--- Data supplied ---

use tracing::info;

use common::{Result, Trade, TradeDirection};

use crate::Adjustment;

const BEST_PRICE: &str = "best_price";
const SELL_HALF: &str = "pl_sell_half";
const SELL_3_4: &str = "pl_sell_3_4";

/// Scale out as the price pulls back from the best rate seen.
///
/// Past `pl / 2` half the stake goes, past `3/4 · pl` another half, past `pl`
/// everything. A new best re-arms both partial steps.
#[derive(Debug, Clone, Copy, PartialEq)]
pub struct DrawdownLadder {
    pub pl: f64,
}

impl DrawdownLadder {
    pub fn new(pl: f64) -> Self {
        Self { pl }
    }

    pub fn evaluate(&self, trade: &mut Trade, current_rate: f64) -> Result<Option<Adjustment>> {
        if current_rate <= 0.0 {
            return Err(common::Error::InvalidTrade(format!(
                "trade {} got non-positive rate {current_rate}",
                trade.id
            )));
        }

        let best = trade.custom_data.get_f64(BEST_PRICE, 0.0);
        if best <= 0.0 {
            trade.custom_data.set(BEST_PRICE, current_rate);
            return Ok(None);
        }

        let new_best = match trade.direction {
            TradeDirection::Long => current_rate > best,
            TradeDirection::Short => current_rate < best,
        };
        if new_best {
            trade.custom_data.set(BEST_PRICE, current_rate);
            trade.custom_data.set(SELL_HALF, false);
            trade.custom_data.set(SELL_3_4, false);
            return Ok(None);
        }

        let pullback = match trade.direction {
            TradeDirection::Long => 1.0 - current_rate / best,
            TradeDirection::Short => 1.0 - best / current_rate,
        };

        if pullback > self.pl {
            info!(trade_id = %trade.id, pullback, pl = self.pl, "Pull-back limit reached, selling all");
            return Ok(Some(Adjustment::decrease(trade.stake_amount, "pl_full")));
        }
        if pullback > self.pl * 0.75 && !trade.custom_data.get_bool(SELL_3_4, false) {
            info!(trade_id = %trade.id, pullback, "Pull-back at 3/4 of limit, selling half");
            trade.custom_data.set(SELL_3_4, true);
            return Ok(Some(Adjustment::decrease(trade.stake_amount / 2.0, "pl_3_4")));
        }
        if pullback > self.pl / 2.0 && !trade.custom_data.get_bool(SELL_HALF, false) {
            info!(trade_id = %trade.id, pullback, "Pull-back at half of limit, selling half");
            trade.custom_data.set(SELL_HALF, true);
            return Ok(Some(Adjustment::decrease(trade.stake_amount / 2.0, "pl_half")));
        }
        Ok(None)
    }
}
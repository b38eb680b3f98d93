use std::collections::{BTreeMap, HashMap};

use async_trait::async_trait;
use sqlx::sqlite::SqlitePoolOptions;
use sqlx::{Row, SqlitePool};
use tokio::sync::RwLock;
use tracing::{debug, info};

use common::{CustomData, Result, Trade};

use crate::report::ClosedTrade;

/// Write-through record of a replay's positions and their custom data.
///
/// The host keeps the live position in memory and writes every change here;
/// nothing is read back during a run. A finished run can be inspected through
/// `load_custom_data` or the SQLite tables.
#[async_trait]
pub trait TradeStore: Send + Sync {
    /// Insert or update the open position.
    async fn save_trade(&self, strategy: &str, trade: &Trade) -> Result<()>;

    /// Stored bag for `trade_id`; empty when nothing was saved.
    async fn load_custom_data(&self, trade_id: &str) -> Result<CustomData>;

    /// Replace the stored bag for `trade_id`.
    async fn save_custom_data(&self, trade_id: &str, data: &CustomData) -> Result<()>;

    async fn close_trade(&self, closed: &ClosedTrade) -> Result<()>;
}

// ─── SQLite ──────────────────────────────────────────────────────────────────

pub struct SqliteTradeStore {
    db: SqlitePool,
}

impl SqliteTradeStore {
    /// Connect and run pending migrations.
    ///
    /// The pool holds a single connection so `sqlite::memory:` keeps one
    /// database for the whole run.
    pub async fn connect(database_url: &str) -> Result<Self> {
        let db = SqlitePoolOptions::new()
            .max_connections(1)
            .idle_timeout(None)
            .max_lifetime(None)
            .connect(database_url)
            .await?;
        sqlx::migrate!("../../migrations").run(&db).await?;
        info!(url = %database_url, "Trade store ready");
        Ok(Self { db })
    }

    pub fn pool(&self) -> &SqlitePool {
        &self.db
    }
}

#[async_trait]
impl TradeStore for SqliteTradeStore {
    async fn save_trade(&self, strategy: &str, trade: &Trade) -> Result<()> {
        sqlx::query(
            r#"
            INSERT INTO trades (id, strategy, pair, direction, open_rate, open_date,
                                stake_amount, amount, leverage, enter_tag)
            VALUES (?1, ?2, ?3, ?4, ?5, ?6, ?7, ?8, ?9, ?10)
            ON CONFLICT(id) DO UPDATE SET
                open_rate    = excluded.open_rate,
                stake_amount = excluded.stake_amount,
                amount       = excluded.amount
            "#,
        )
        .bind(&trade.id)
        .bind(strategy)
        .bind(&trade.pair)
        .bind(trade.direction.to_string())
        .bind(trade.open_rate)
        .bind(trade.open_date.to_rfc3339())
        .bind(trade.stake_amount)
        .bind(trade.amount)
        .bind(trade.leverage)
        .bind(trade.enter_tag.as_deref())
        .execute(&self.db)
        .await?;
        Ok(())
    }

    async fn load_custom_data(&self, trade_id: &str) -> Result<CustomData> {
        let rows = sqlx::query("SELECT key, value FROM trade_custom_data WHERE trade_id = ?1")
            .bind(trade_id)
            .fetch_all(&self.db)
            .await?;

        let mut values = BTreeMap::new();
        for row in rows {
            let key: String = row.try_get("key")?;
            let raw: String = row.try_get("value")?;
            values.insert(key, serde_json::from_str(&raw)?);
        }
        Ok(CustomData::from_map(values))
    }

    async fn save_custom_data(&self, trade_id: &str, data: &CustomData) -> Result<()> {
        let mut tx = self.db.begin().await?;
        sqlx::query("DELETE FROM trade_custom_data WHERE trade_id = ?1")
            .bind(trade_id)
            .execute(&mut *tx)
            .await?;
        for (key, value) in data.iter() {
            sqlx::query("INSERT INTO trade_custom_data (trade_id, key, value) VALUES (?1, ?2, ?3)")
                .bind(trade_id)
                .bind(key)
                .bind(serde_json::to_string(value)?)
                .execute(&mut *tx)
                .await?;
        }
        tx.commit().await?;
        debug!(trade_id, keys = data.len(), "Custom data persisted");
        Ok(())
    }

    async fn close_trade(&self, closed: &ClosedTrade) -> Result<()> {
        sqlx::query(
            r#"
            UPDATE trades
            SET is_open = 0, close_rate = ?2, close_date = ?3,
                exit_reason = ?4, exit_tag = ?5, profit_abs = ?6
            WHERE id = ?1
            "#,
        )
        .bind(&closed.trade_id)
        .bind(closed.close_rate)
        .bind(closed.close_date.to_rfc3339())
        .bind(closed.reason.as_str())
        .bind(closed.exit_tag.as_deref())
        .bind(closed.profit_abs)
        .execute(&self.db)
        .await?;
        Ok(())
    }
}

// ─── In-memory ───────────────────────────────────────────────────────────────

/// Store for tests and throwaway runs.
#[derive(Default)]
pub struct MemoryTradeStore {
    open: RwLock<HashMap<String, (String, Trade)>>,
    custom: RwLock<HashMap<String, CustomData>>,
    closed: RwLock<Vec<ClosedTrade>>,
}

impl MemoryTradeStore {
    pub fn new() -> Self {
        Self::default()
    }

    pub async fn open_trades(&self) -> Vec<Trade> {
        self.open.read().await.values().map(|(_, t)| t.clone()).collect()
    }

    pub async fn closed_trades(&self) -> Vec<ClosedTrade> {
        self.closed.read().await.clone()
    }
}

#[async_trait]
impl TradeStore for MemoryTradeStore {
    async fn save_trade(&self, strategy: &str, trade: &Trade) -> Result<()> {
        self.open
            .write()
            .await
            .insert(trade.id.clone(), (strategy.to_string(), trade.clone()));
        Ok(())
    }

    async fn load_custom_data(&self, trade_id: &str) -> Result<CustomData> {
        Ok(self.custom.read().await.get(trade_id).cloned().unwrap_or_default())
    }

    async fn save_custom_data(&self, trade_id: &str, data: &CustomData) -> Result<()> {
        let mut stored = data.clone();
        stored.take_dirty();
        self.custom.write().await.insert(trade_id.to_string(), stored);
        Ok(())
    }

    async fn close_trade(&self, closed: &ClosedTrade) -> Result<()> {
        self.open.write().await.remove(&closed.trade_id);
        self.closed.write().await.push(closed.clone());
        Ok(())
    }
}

---

→ **What you have to do**
Go through the records and copy each line with "derive" in it.

→ **The completed task**
#[derive(Debug, Clone, Copy, PartialEq)]
#[derive(Default)]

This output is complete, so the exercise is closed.